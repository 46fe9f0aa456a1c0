pub mod dto;
pub mod payload;
pub mod utils;
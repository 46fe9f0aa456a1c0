use cashless_core::error::ClientResult;
use sled::{Db, IVec};

const TREE_NAME: &str = "session";
const TOKEN_KEY: &str = "auth_token";

/// Durable home of the bearer token. Absence means logged out.
#[derive(Clone)]
pub struct SessionStore {
    tree: sled::Tree,
}

impl SessionStore {
    pub fn new(db: &Db) -> sled::Result<Self> {
        let tree = db.open_tree(TREE_NAME)?;
        Ok(Self { tree })
    }

    pub fn load_token(&self) -> ClientResult<Option<String>> {
        let token = self
            .tree
            .get(TOKEN_KEY)?
            .and_then(|ivec: IVec| String::from_utf8(ivec.to_vec()).ok())
            .filter(|token| !token.is_empty());

        Ok(token)
    }

    pub fn save_token(&self, token: &str) -> ClientResult<()> {
        self.tree.insert(TOKEN_KEY, token.as_bytes())?;
        self.tree.flush()?;
        Ok(())
    }

    pub fn clear_token(&self) -> ClientResult<()> {
        self.tree.remove(TOKEN_KEY)?;
        self.tree.flush()?;
        Ok(())
    }
}
use async_trait::async_trait;

use super::dto::{DeviceError, NfcRead};

#[async_trait]
pub trait NfcDevice: Send + Sync {
    fn available(&self) -> bool;

    /// Writes a single text record. Returns the tag serial number when the
    /// platform reports one.
    async fn write_text(&self, text: &str) -> Result<Option<String>, DeviceError>;

    /// Waits for the next tag and returns its first text record.
    async fn scan(&self) -> Result<NfcRead, DeviceError>;
}

pub struct UnavailableNfc;

#[async_trait]
impl NfcDevice for UnavailableNfc {
    fn available(&self) -> bool {
        false
    }

    async fn write_text(&self, _text: &str) -> Result<Option<String>, DeviceError> {
        Err(DeviceError::NotSupported)
    }

    async fn scan(&self) -> Result<NfcRead, DeviceError> {
        Err(DeviceError::NotSupported)
    }
}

++++++

| Directions for this task |
What is needed is an exact copy of all the entries.

| Your solution |
repository 46fe9f0aa456a1c0
pub mod dto;
pub mod payload;
pub mod utils;
repository 46fe9f0aa456a1c0
use cashless_core::error::ClientResult;
use sled::{Db, IVec};

const TREE_NAME: &str = "session";
const TOKEN_KEY: &str = "auth_token";

/// Durable home of the bearer token. Absence means logged out.
#[derive(Clone)]
pub struct SessionStore {
    tree: sled::Tree,
}

impl SessionStore {
    pub fn new(db: &Db) -> sled::Result<Self> {
        let tree = db.open_tree(TREE_NAME)?;
        Ok(Self { tree })
    }

    pub fn load_token(&self) -> ClientResult<Option<String>> {
        let token = self
            .tree
            .get(TOKEN_KEY)?
            .and_then(|ivec: IVec| String::from_utf8(ivec.to_vec()).ok())
            .filter(|token| !token.is_empty());

        Ok(token)
    }

    pub fn save_token(&self, token: &str) -> ClientResult<()> {
        self.tree.insert(TOKEN_KEY, token.as_bytes())?;
        self.tree.flush()?;
        Ok(())
    }

    pub fn clear_token(&self) -> ClientResult<()> {
        self.tree.remove(TOKEN_KEY)?;
        self.tree.flush()?;
        Ok(())
    }
}
use async_trait::async_trait;

use super::dto::{DeviceError, NfcRead};

#[async_trait]
pub trait NfcDevice: Send + Sync {
    fn available(&self) -> bool;

    /// Writes a single text record. Returns the tag serial number when the
    /// platform reports one.
    async fn write_text(&self, text: &str) -> Result<Option<String>, DeviceError>;

    /// Waits for the next tag and returns its first text record.
    async fn scan(&self) -> Result<NfcRead, DeviceError>;
}

pub struct UnavailableNfc;

#[async_trait]
impl NfcDevice for UnavailableNfc {
    fn available(&self) -> bool {
        false
    }

    async fn write_text(&self, _text: &str) -> Result<Option<String>, DeviceError> {
        Err(DeviceError::NotSupported)
    }

    async fn scan(&self) -> Result<NfcRead, DeviceError> {
        Err(DeviceError::NotSupported)
    }
}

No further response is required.